Shaking Up Milk Supplies
What a difference a year makes. This time last year a new brand of milk was launched on the Isle of Wight. Spearheaded by Paul Griffin of Briddlesford Lodge Farm and Mark Read of Read’s Dairies, Isle of Wight milk is produced at Read’s Farm and processed at Briddlesford Lodge Farm.
The aim was to keep more of the Isle of Wight's milk on the Island, reducing road miles and the impact on the environment. Before this initiative millions of litres of milk produced each year on the Isle of Wight were being transported to the mainland for processing.

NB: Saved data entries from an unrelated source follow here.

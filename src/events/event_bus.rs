use super::types::{PlayerEvent, PlayerEventKind};
use anyhow::Result;
use std::collections::HashMap;
use std::sync::atomic::{AtomicU64, Ordering};
use std::sync::{Arc, Mutex};
use tokio::sync::broadcast;
use tracing::{debug, trace};

/// Event subscriber handle
pub struct EventSubscriber {
    receiver: broadcast::Receiver<PlayerEvent>,
    filter: Option<EventFilter>,
}

impl EventSubscriber {
    /// Create a new subscriber with an optional filter
    pub fn new(receiver: broadcast::Receiver<PlayerEvent>, filter: Option<EventFilter>) -> Self {
        Self { receiver, filter }
    }

    fn accepts(&self, event: &PlayerEvent) -> bool {
        self.filter.as_ref().is_none_or(|f| f.matches(event))
    }

    /// Receive the next event matching the filter
    pub async fn recv(&mut self) -> Result<PlayerEvent> {
        loop {
            match self.receiver.recv().await {
                Ok(event) if self.accepts(&event) => return Ok(event),
                Ok(_) => {}
                Err(broadcast::error::RecvError::Lagged(skipped)) => {
                    debug!("Subscriber lagged, skipped {} events", skipped);
                }
                Err(e) => return Err(e.into()),
            }
        }
    }

    /// Try to receive without blocking
    pub fn try_recv(&mut self) -> Result<Option<PlayerEvent>> {
        loop {
            match self.receiver.try_recv() {
                Ok(event) if self.accepts(&event) => return Ok(Some(event)),
                Ok(_) => {}
                Err(broadcast::error::TryRecvError::Empty) => return Ok(None),
                Err(broadcast::error::TryRecvError::Lagged(skipped)) => {
                    debug!("Subscriber lagged, skipped {} events", skipped);
                }
                Err(e) => return Err(e.into()),
            }
        }
    }

    /// Everything currently queued for this subscriber
    pub fn drain(&mut self) -> Vec<PlayerEvent> {
        let mut events = Vec::new();
        while let Ok(Some(event)) = self.try_recv() {
            events.push(event);
        }
        events
    }
}

/// Event filter for selective subscription
#[derive(Debug, Clone, Default)]
pub struct EventFilter {
    kinds: Option<Vec<PlayerEventKind>>,
}

impl EventFilter {
    pub fn new() -> Self {
        Self { kinds: None }
    }

    pub fn with_kinds(mut self, kinds: Vec<PlayerEventKind>) -> Self {
        self.kinds = Some(kinds);
        self
    }

    pub fn matches(&self, event: &PlayerEvent) -> bool {
        if let Some(ref kinds) = self.kinds
            && !kinds.contains(&event.kind())
        {
            return false;
        }
        true
    }
}

#[derive(Debug, Default, Clone)]
pub struct EventBusStats {
    pub total_events: u64,
    pub events_by_kind: HashMap<&'static str, u64>,
    pub subscriber_count: usize,
    pub dropped_events: u64,
}

#[derive(Debug, Default)]
struct Counters {
    total: AtomicU64,
    dropped: AtomicU64,
    by_kind: Mutex<HashMap<&'static str, u64>>,
}

/// Broadcasts player and continuity events to UI subscribers.
///
/// Publishing is synchronous and never fails; with no subscribers the event
/// is simply counted as dropped. Clones share the same channel.
#[derive(Debug, Clone)]
pub struct EventBus {
    sender: broadcast::Sender<PlayerEvent>,
    counters: Arc<Counters>,
}

impl Default for EventBus {
    fn default() -> Self {
        Self::new(256)
    }
}

impl EventBus {
    /// Create a new event bus with specified buffer capacity
    pub fn new(capacity: usize) -> Self {
        let (sender, _) = broadcast::channel(capacity.max(1));
        Self {
            sender,
            counters: Arc::new(Counters::default()),
        }
    }

    pub fn publish(&self, event: PlayerEvent) {
        let kind = event.kind();
        trace!("Publishing {} event", kind.as_str());

        self.counters.total.fetch_add(1, Ordering::Relaxed);
        if let Ok(mut by_kind) = self.counters.by_kind.lock() {
            *by_kind.entry(kind.as_str()).or_insert(0) += 1;
        }

        if self.sender.send(event).is_err() {
            // No subscribers is normal
            self.counters.dropped.fetch_add(1, Ordering::Relaxed);
        }
    }

    /// Subscribe to all events
    pub fn subscribe(&self) -> EventSubscriber {
        EventSubscriber::new(self.sender.subscribe(), None)
    }

    /// Subscribe with a filter
    pub fn subscribe_filtered(&self, filter: EventFilter) -> EventSubscriber {
        EventSubscriber::new(self.sender.subscribe(), Some(filter))
    }

    pub fn subscribe_to_kinds(&self, kinds: Vec<PlayerEventKind>) -> EventSubscriber {
        self.subscribe_filtered(EventFilter::new().with_kinds(kinds))
    }

    pub fn subscriber_count(&self) -> usize {
        self.sender.receiver_count()
    }

    pub fn stats(&self) -> EventBusStats {
        EventBusStats {
            total_events: self.counters.total.load(Ordering::Relaxed),
            events_by_kind: self
                .counters
                .by_kind
                .lock()
                .map(|m| m.clone())
                .unwrap_or_default(),
            subscriber_count: self.subscriber_count(),
            dropped_events: self.counters.dropped.load(Ordering::Relaxed),
        }
    }
}
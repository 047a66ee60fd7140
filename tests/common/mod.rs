pub mod builders;
pub mod mocks;

use chrono::{TimeZone, Utc};
use dramapop::events::EventBus;
use dramapop::history::{HistoryStore, MemoryHistoryStore};
use dramapop::player::{LoadGeneration, PlaybackController, PlayerSettings};
use dramapop::services::{ContinuitySettings, EpisodeContinuity, WatchSession};
use dramapop::utils::ManualClock;
use std::sync::Arc;

use mocks::{FakeCatalog, FakeMedia};

pub struct TestContext {
    pub session: WatchSession,
    pub catalog: Arc<FakeCatalog>,
    pub media: FakeMedia,
    pub clock: ManualClock,
    pub events: EventBus,
}

impl TestContext {
    pub fn new(catalog: FakeCatalog) -> Self {
        Self::with_history(catalog, Box::new(MemoryHistoryStore::new(50)))
    }

    pub fn with_history(catalog: FakeCatalog, history: Box<dyn HistoryStore>) -> Self {
        let media = FakeMedia::new();
        let clock = ManualClock::new(Utc.with_ymd_and_hms(2024, 5, 1, 20, 0, 0).unwrap());
        let events = EventBus::new(1024);
        let player = PlaybackController::new(
            Box::new(media.clone()),
            PlayerSettings::default(),
            events.clone(),
        );
        let continuity = EpisodeContinuity::new(
            player,
            history,
            Arc::new(clock.clone()),
            ContinuitySettings::default(),
        );
        let catalog = Arc::new(catalog);

        Self {
            session: WatchSession::new(continuity, catalog.clone()),
            catalog,
            media,
            clock,
            events,
        }
    }

    pub async fn generation(&self) -> LoadGeneration {
        self.session
            .with(|c| c.player().current_generation())
            .await
    }
}
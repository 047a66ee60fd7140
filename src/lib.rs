pub mod backends;
pub mod config;
pub mod events;
pub mod history;
pub mod models;
pub mod player;
pub mod services;
pub mod utils;
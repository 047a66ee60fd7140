mod client;
mod types;


use async_trait::async_trait;
use std::time::Duration;
use tracing::{debug, info};

use super::traits::CatalogFetcher;
use crate::models::{Drama, DramaId, Episode};
use crate::utils::errors::CatalogError;
use client::DramaBoxApi;
use types::{DramaBoxBook, DramaBoxChapter};

/// Catalog backed by the DramaBox HTTP API.
///
/// Episode indices are 1-based on our side and zero-based on the wire.
#[derive(Debug, Clone)]
pub struct DramaBoxClient {
    api: DramaBoxApi,
}

impl DramaBoxClient {
    pub fn new(base_url: &str, language: &str, timeout: Duration) -> Result<Self, CatalogError> {
        info!("Using catalog at {} (language {})", base_url, language);
        Ok(Self {
            api: DramaBoxApi::new(base_url, language, timeout)?,
        })
    }

    pub fn language(&self) -> &str {
        self.api.language()
    }

    pub fn set_language(&mut self, language: &str) {
        self.api.set_language(language);
    }
}

#[async_trait]
impl CatalogFetcher for DramaBoxClient {
    async fn get_drama_detail(&self, drama_id: &DramaId) -> Result<Drama, CatalogError> {
        let url = self.api.build_url(&["api", "dramas", drama_id.as_str()])?;
        let book: DramaBoxBook = self.api.get_data(url, "get_drama_detail").await?;

        let drama = Drama::from(book);
        debug!(
            "Drama {} '{}' has {} episodes",
            drama.id, drama.title, drama.total_episodes
        );
        Ok(drama)
    }

    async fn get_episodes(&self, drama_id: &DramaId) -> Result<Vec<Episode>, CatalogError> {
        let url = self
            .api
            .build_url(&["api", "dramas", drama_id.as_str(), "episodes"])?;
        let chapters: Vec<DramaBoxChapter> = self.api.get_data(url, "get_episodes").await?;

        let mut episodes: Vec<Episode> = chapters
            .into_iter()
            .map(|chapter| chapter.into_episode(drama_id))
            .collect::<Result<_, _>>()?;
        episodes.sort_by_key(|e| e.index);
        debug!("Fetched {} episodes of {}", episodes.len(), drama_id);
        Ok(episodes)
    }

    async fn get_episode_video_info(
        &self,
        drama_id: &DramaId,
        index: u32,
    ) -> Result<Episode, CatalogError> {
        let Some(wire_index) = index.checked_sub(1) else {
            return Err(CatalogError::NotFound(format!(
                "{} has no episode {}",
                drama_id, index
            )));
        };
        let wire_index = wire_index.to_string();
        let url = self.api.build_url(&[
            "api",
            "dramas",
            drama_id.as_str(),
            "episodes",
            wire_index.as_str(),
        ])?;
        let chapter: DramaBoxChapter = self.api.get_data(url, "get_episode_video_info").await?;

        chapter.into_episode(drama_id)
    }
}
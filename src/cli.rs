use clap::{Parser, Subcommand};
use std::path::PathBuf;

#[derive(Parser)]
#[command(name = "dramapop")]
#[command(author, version, about = "Short-drama episode player")]
pub struct Cli {
    /// Path to config file
    #[arg(short, long, global = true)]
    pub config: Option<PathBuf>,

    /// Enable verbose logging
    #[arg(short, long, global = true)]
    pub verbose: bool,

    #[command(subcommand)]
    pub command: Commands,
}

#[derive(Subcommand)]
pub enum Commands {
    /// Print the stream URL chosen for an episode and its fallbacks
    Resolve {
        drama: String,

        /// 1-based episode index
        episode: u32,

        /// Preferred vertical resolution; defaults to the configured one
        #[arg(short, long)]
        quality: Option<u32>,
    },

    /// Open a drama and record it in watch history
    Watch {
        drama: String,

        /// 1-based episode index; resumes from history when omitted
        #[arg(short, long)]
        episode: Option<u32>,
    },

    /// List watch history, most recent first
    History,

    /// Remove one drama from watch history
    Forget { drama: String },

    /// Remove all watch history
    ClearHistory,
}
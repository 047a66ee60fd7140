use tracing::debug;

use super::{HistoryList, HistoryStore};
use crate::models::{DramaId, WatchHistoryItem};
use crate::utils::errors::HistoryError;

/// Non-durable store, for tests and sessions without a writable data dir
#[derive(Debug, Default, Clone)]
pub struct MemoryHistoryStore {
    list: HistoryList,
}

impl MemoryHistoryStore {
    pub fn new(capacity: usize) -> Self {
        Self {
            list: HistoryList::new(capacity),
        }
    }
}

impl HistoryStore for MemoryHistoryStore {
    fn get_all(&self) -> Result<Vec<WatchHistoryItem>, HistoryError> {
        Ok(self.list.items().to_vec())
    }

    fn get(&self, drama_id: &DramaId) -> Result<Option<WatchHistoryItem>, HistoryError> {
        Ok(self.list.get(drama_id).cloned())
    }

    fn upsert(&mut self, item: WatchHistoryItem) -> Result<(), HistoryError> {
        for evicted in self.list.upsert(item) {
            debug!("Evicted history entry for {}", evicted.drama_id);
        }
        Ok(())
    }

    fn remove(&mut self, drama_id: &DramaId) -> Result<bool, HistoryError> {
        Ok(self.list.remove(drama_id))
    }

    fn clear(&mut self) -> Result<(), HistoryError> {
        self.list.clear();
        Ok(())
    }
}
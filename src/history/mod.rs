//! Persisted per-drama watch progress.
//!
//! The store is a plain key-value contract keyed by drama. Every store is
//! capacity-bounded: once full, the entry watched longest ago is evicted.

mod json_file;
mod list;
mod memory;

pub use json_file::JsonFileHistoryStore;
pub use list::{DEFAULT_HISTORY_CAPACITY, HistoryList};
pub use memory::MemoryHistoryStore;

use crate::models::{DramaId, WatchHistoryItem};
use crate::utils::errors::HistoryError;

pub trait HistoryStore: Send {
    /// All entries, most recently watched first
    fn get_all(&self) -> Result<Vec<WatchHistoryItem>, HistoryError>;

    fn get(&self, drama_id: &DramaId) -> Result<Option<WatchHistoryItem>, HistoryError> {
        Ok(self
            .get_all()?
            .into_iter()
            .find(|item| &item.drama_id == drama_id))
    }

    /// Insert or replace the entry for `item.drama_id`
    fn upsert(&mut self, item: WatchHistoryItem) -> Result<(), HistoryError>;

    /// Returns whether an entry existed
    fn remove(&mut self, drama_id: &DramaId) -> Result<bool, HistoryError>;

    fn clear(&mut self) -> Result<(), HistoryError>;
}
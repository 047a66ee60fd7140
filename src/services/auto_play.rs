use tracing::{debug, info};

/// What to do once the current episode has played to the end
#[derive(Debug, Clone, Copy, PartialEq, Eq)]
pub enum EndAction {
    /// Open the given episode of the same drama
    Advance { next_index: u32 },
    /// Stay on the ended episode and tell the UI there is nothing next
    Finish,
}

/// End-of-media policy. Advances only with auto-play on and a known next
/// episode; an unknown total is treated as "no next episode".
pub fn decide_after_end(auto_play: bool, current_index: u32, total_episodes: Option<u32>) -> EndAction {
    match total_episodes {
        Some(total) if auto_play && current_index < total => EndAction::Advance {
            next_index: current_index + 1,
        },
        _ => EndAction::Finish,
    }
}

/// Applies [`decide_after_end`] at most once per opened episode.
#[derive(Debug, Clone)]
pub struct AutoPlayManager {
    enabled: bool,
    /// Whether the end policy already ran for the current episode
    auto_play_triggered: bool,
}

impl AutoPlayManager {
    pub fn new(enabled: bool) -> Self {
        Self {
            enabled,
            auto_play_triggered: false,
        }
    }

    pub fn set_enabled(&mut self, enabled: bool) {
        self.enabled = enabled;
    }

    /// Arm the policy for a newly opened episode
    pub fn reset(&mut self) {
        self.auto_play_triggered = false;
    }

    /// Treat the current episode as already handled
    pub fn mark_triggered(&mut self) {
        self.auto_play_triggered = true;
    }

    /// Decide once; later calls for the same episode return `None`
    pub fn on_end_of_media(&mut self, current_index: u32, total_episodes: Option<u32>) -> Option<EndAction> {
        if self.auto_play_triggered {
            debug!("End policy already applied for episode {}", current_index);
            return None;
        }
        self.auto_play_triggered = true;

        let action = decide_after_end(self.enabled, current_index, total_episodes);
        match action {
            EndAction::Advance { next_index } => {
                info!("Auto-play triggered, advancing to episode {}", next_index)
            }
            EndAction::Finish => info!("Episode {} ended with nothing to advance to", current_index),
        }
        Some(action)
    }
}
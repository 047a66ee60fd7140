use chrono::{DateTime, Utc};
use std::time::Duration;

/// Decides when periodic progress should be written to history.
///
/// Time comes from the caller's clock so that tests can drive it.
#[derive(Debug, Clone)]
pub struct ProgressTracker {
    /// Last time progress was saved
    last_progress_save: Option<DateTime<Utc>>,
    /// Minimum time between periodic saves
    save_interval: Duration,
}

impl ProgressTracker {
    pub fn new(save_interval: Duration) -> Self {
        Self {
            last_progress_save: None,
            save_interval,
        }
    }

    /// True when nothing was saved yet or the interval has elapsed
    pub fn should_save_progress(&self, now: DateTime<Utc>) -> bool {
        match self.last_progress_save {
            None => true,
            Some(last) => (now - last)
                .to_std()
                .is_ok_and(|elapsed| elapsed >= self.save_interval),
        }
    }

    pub fn mark_saved(&mut self, now: DateTime<Utc>) {
        self.last_progress_save = Some(now);
    }

    /// Forget the last save (e.g., when starting new media)
    pub fn reset_save_timer(&mut self) {
        self.last_progress_save = None;
    }
}
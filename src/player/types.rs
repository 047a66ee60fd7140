use serde::{Deserialize, Serialize};
use std::fmt;

/// Transport state of the active media session.
///
/// Buffering only exists as a flag on `Playing`/`Paused`, so combinations
/// like buffering-while-idle cannot be expressed.
#[derive(Debug, Clone, PartialEq, Serialize, Deserialize)]
pub enum PlaybackState {
    Idle,
    Loading,
    Ready,
    Playing { buffering: bool },
    Paused { buffering: bool },
    Ended,
    Error(String),
}

impl PlaybackState {
    /// States from which play/pause are honoured
    pub fn accepts_transport(&self) -> bool {
        matches!(
            self,
            Self::Ready | Self::Playing { .. } | Self::Paused { .. }
        )
    }

    pub fn is_playing(&self) -> bool {
        matches!(self, Self::Playing { .. })
    }

    pub fn is_buffering(&self) -> bool {
        matches!(
            self,
            Self::Playing { buffering: true } | Self::Paused { buffering: true }
        )
    }

    pub fn is_terminal(&self) -> bool {
        matches!(self, Self::Ended | Self::Error(_))
    }
}

impl fmt::Display for PlaybackState {
    fn fmt(&self, f: &mut fmt::Formatter<'_>) -> fmt::Result {
        match self {
            Self::Idle => write!(f, "idle"),
            Self::Loading => write!(f, "loading"),
            Self::Ready => write!(f, "ready"),
            Self::Playing { buffering: false } => write!(f, "playing"),
            Self::Playing { buffering: true } => write!(f, "playing (buffering)"),
            Self::Paused { buffering: false } => write!(f, "paused"),
            Self::Paused { buffering: true } => write!(f, "paused (buffering)"),
            Self::Ended => write!(f, "ended"),
            Self::Error(msg) => write!(f, "error: {}", msg),
        }
    }
}

/// Playback speed restricted to the steps offered in the speed menu
#[derive(Debug, Clone, Copy, PartialEq, Serialize, Deserialize)]
pub struct PlaybackRate(f64);

impl PlaybackRate {
    pub const ALLOWED: [f64; 8] = [0.25, 0.5, 0.75, 1.0, 1.25, 1.5, 1.75, 2.0];
    pub const NORMAL: PlaybackRate = PlaybackRate(1.0);

    /// Snap an arbitrary request to the nearest allowed step
    pub fn nearest(requested: f64) -> Self {
        if !requested.is_finite() {
            return Self::NORMAL;
        }
        let mut best = Self::ALLOWED[0];
        for step in Self::ALLOWED {
            if (step - requested).abs() < (best - requested).abs() {
                best = step;
            }
        }
        PlaybackRate(best)
    }

    pub fn value(self) -> f64 {
        self.0
    }
}

impl Default for PlaybackRate {
    fn default() -> Self {
        Self::NORMAL
    }
}

impl fmt::Display for PlaybackRate {
    fn fmt(&self, f: &mut fmt::Formatter<'_>) -> fmt::Result {
        write!(f, "{}x", self.0)
    }
}

/// Identifies one `load()` call. Media events carrying an older generation
/// belong to a superseded load and are dropped.
#[derive(Debug, Clone, Copy, PartialEq, Eq, PartialOrd, Ord, Hash, Default)]
pub struct LoadGeneration(pub u64);

impl LoadGeneration {
    pub fn next(self) -> Self {
        LoadGeneration(self.0 + 1)
    }
}

/// Signals reported by the media pipeline
#[derive(Debug, Clone, PartialEq)]
pub enum MediaEvent {
    /// Metadata loaded and the element can start playing
    Ready { duration: f64 },
    DurationChanged(f64),
    TimeUpdate(f64),
    Buffering(bool),
    Ended,
    Error(String),
}

/// Whether the skip-intro / skip-outro shortcuts are offered right now
#[derive(Debug, Clone, Copy, PartialEq, Eq, Default, Serialize, Deserialize)]
pub struct SkipVisibility {
    pub intro: bool,
    pub outro: bool,
}
pub mod event_bus;
pub mod types;

pub use event_bus::{EventBus, EventFilter, EventSubscriber};
pub use types::{NavigationOutcome, PlayerEvent, PlayerEventKind};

Further benefits included supporting the Island’s dairy industry by ensuring farmers receive a fair price. In addition, using Briddlesford’s newly installed processing plant ensured the highest standard of processing with the fresh milk having a 12 day shelf life.
Another benefit was yet to come. Initially Isle of Wight Milk was trialled in three of Southern Co-op’s stores on the Island at the end of October 2019 as part of its commitment to support local suppliers. It was so well-received the milk brand was rolled out to all of Southern Co-op's Isle of Wight stores.
Matt Elliott, Retail Buyer & Services Manager and one of the team looking after Southern Co-op’s Local Flavours range, says: “Our Local Flavours range was launched on the Isle of Wight more than a decade ago so it is always great to be able to add new quality products to the range.”
Then Covid-19 struck and lockdown was imposed, and what had been a new, quality addition, became a much needed essential. Suddenly Briddlesford Lodge Farm was working round the clock to ensure residents didn’t run out of milk, supplying thousands of litres of Isle of Wight milk to Southern Co-op’s stores. The new local milk brand now replaced other standard milk products in Southern Co-op’s convenience stores. This helped to free up space in delivery vehicles for other essential products.
Matt Elliott recalls: “As with all retailers, we saw initial panic buying which led to a shortage of product in stores as the distribution network struggled to keep pace… Having supplies from a producer on the Isle of Wight made a massive impact on the stock on our shelves. Every unit of milk supplied by Briddlesford Lodge Farm freed up space on a delivery vehicle.”
Paul Griffin, from Briddlesford Lodge Farm, adds: “It is a win-win in terms of supporting both Isle of Wight food and farming and our wider local economy. Together we are reducing food miles [and] it is really great that we have food producers and processors that are able to maintain the essential supply of high quality Isle of Wight food and dairy produce.”
Since then the relationship has strengthened further, highlighting the importance of local supply chains. Matt Elliott concludes: “The community has really embraced the milk and shown their support of local produce.”